• **THE TASK**:
Exact copies of all the lines below are required.

• **Saved data entries**:
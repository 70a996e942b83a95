//! Model registry lookups and plan construction

use paramap_models::registry::MODELS;
use paramap_models::{ModelConfig, SourceFormat, lookup, plan};
use paramap_quantization::{Quantization, QuantizationKind, QuantizeStrategy};
use serde_json::{Value, json};
use std::io::Write;

fn phiva_json() -> Value {
    json!({
        "text_config": {
            "hidden_size": 32,
            "vocab_size": 64,
            "num_hidden_layers": 1,
            "num_attention_heads": 4,
            "intermediate_size": 48
        },
        "vision_config": {
            "hidden_size": 16,
            "image_size": 28,
            "patch_size": 14,
            "intermediate_size": 32,
            "num_attention_heads": 2,
            "num_hidden_layers": 1
        }
    })
}

#[test]
fn registry_table_snapshot() {
    let table: Vec<String> = MODELS
        .iter()
        .map(|family| {
            let sources: Vec<_> = family.source_formats.iter().map(|s| s.as_str()).collect();
            let kinds: Vec<_> = family.quantization_kinds.iter().map(|k| k.as_str()).collect();
            format!("{}: sources={} quantizations={}", family.name, sources.join(","), kinds.join(","))
        })
        .collect();
    insta::assert_snapshot!(table.join("\n"), @r"
    phiva: sources=huggingface,awq quantizations=no-quant,group-quant,awq
    imp: sources=huggingface quantizations=no-quant,group-quant,awq
    ");
}

#[test]
fn unknown_model_type() {
    let err = lookup("llama").unwrap_err();
    assert_eq!(err.to_string(), "Model error: Unknown model type: llama");
}

#[test]
fn unsupported_source_format() {
    let q = Quantization::from_name("q4f16_awq").unwrap();
    let err = plan("imp", &json!({}), SourceFormat::Awq, &q).unwrap_err();
    assert_eq!(err.to_string(), "Model error: Model imp has no loader for source format awq");
}

#[test]
fn awq_source_requires_awq_quantization() {
    let q = Quantization::from_name("q4f16_1").unwrap();
    let err = plan("phiva", &phiva_json(), SourceFormat::Awq, &q).unwrap_err();
    assert!(err.to_string().contains("does not support group-quant quantization"), "{err}");
}

#[test]
fn awq_plan_has_no_quantize_rules() {
    let q = Quantization::from_name("q4f16_awq").unwrap();
    let plan = plan("phiva", &phiva_json(), SourceFormat::Awq, &q).unwrap();
    assert!(plan.quantize_mapping.is_empty());
    assert_eq!(plan.extern_mapping.len(), plan.params.len());
    assert_eq!(plan.quantization.kind(), QuantizationKind::Awq);
}

#[test]
fn invalid_config_surfaces_config_error() {
    let mut config = phiva_json();
    config["text_config"]["num_attention_heads"] = json!(5);
    let q = Quantization::from_name("q0f16").unwrap();
    let err = plan("phiva", &config, SourceFormat::HuggingFace, &q).unwrap_err();
    assert!(err.to_string().starts_with("Configuration error:"), "{err}");
}

#[test]
fn source_format_parsing() {
    assert_eq!("huggingface-safetensor".parse::<SourceFormat>().unwrap(), SourceFormat::HuggingFace);
    assert_eq!("AWQ".parse::<SourceFormat>().unwrap(), SourceFormat::Awq);
    assert!("gguf".parse::<SourceFormat>().is_err());
}

#[test]
fn config_from_file() {
    let mut file = tempfile::NamedTempFile::new().unwrap();
    write!(file, "{}", phiva_json()).unwrap();
    let config = paramap_models::phiva::PhivaConfig::from_file(file.path()).unwrap();
    assert_eq!(config.text_config.num_hidden_layers, 1);
}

• **EXERCISE RESPONSE**:
repository 70a996e942b83a95
//! Model registry lookups and plan construction

use paramap_models::registry::MODELS;
use paramap_models::{ModelConfig, SourceFormat, lookup, plan};
use paramap_quantization::{Quantization, QuantizationKind, QuantizeStrategy};
use serde_json::{Value, json};
use std::io::Write;

fn phiva_json() -> Value {
    json!({
        "text_config": {
            "hidden_size": 32,
            "vocab_size": 64,
            "num_hidden_layers": 1,
            "num_attention_heads": 4,
            "intermediate_size": 48
        },
        "vision_config": {
            "hidden_size": 16,
            "image_size": 28,
            "patch_size": 14,
            "intermediate_size": 32,
            "num_attention_heads": 2,
            "num_hidden_layers": 1
        }
    })
}

#[test]
fn registry_table_snapshot() {
    let table: Vec<String> = MODELS
        .iter()
        .map(|family| {
            let sources: Vec<_> = family.source_formats.iter().map(|s| s.as_str()).collect();
            let kinds: Vec<_> = family.quantization_kinds.iter().map(|k| k.as_str()).collect();
            format!("{}: sources={} quantizations={}", family.name, sources.join(","), kinds.join(","))
        })
        .collect();
    insta::assert_snapshot!(table.join("\n"), @r"
    phiva: sources=huggingface,awq quantizations=no-quant,group-quant,awq
    imp: sources=huggingface quantizations=no-quant,group-quant,awq
    ");
}

#[test]
fn unknown_model_type() {
    let err = lookup("llama").unwrap_err();
    assert_eq!(err.to_string(), "Model error: Unknown model type: llama");
}

#[test]
fn unsupported_source_format() {
    let q = Quantization::from_name("q4f16_awq").unwrap();
    let err = plan("imp", &json!({}), SourceFormat::Awq, &q).unwrap_err();
    assert_eq!(err.to_string(), "Model error: Model imp has no loader for source format awq");
}

#[test]
fn awq_source_requires_awq_quantization() {
    let q = Quantization::from_name("q4f16_1").unwrap();
    let err = plan("phiva", &phiva_json(), SourceFormat::Awq, &q).unwrap_err();
    assert!(err.to_string().contains("does not support group-quant quantization"), "{err}");
}

#[test]
fn awq_plan_has_no_quantize_rules() {
    let q = Quantization::from_name("q4f16_awq").unwrap();
    let plan = plan("phiva", &phiva_json(), SourceFormat::Awq, &q).unwrap();
    assert!(plan.quantize_mapping.is_empty());
    assert_eq!(plan.extern_mapping.len(), plan.params.len());
    assert_eq!(plan.quantization.kind(), QuantizationKind::Awq);
}

#[test]
fn invalid_config_surfaces_config_error() {
    let mut config = phiva_json();
    config["text_config"]["num_attention_heads"] = json!(5);
    let q = Quantization::from_name("q0f16").unwrap();
    let err = plan("phiva", &config, SourceFormat::HuggingFace, &q).unwrap_err();
    assert!(err.to_string().starts_with("Configuration error:"), "{err}");
}

#[test]
fn source_format_parsing() {
    assert_eq!("huggingface-safetensor".parse::<SourceFormat>().unwrap(), SourceFormat::HuggingFace);
    assert_eq!("AWQ".parse::<SourceFormat>().unwrap(), SourceFormat::Awq);
    assert!("gguf".parse::<SourceFormat>().is_err());
}

#[test]
fn config_from_file() {
    let mut file = tempfile::NamedTempFile::new().unwrap();
    write!(file, "{}", phiva_json()).unwrap();
    let config = paramap_models::phiva::PhivaConfig::from_file(file.path()).unwrap();
    assert_eq!(config.text_config.num_hidden_layers, 1);
}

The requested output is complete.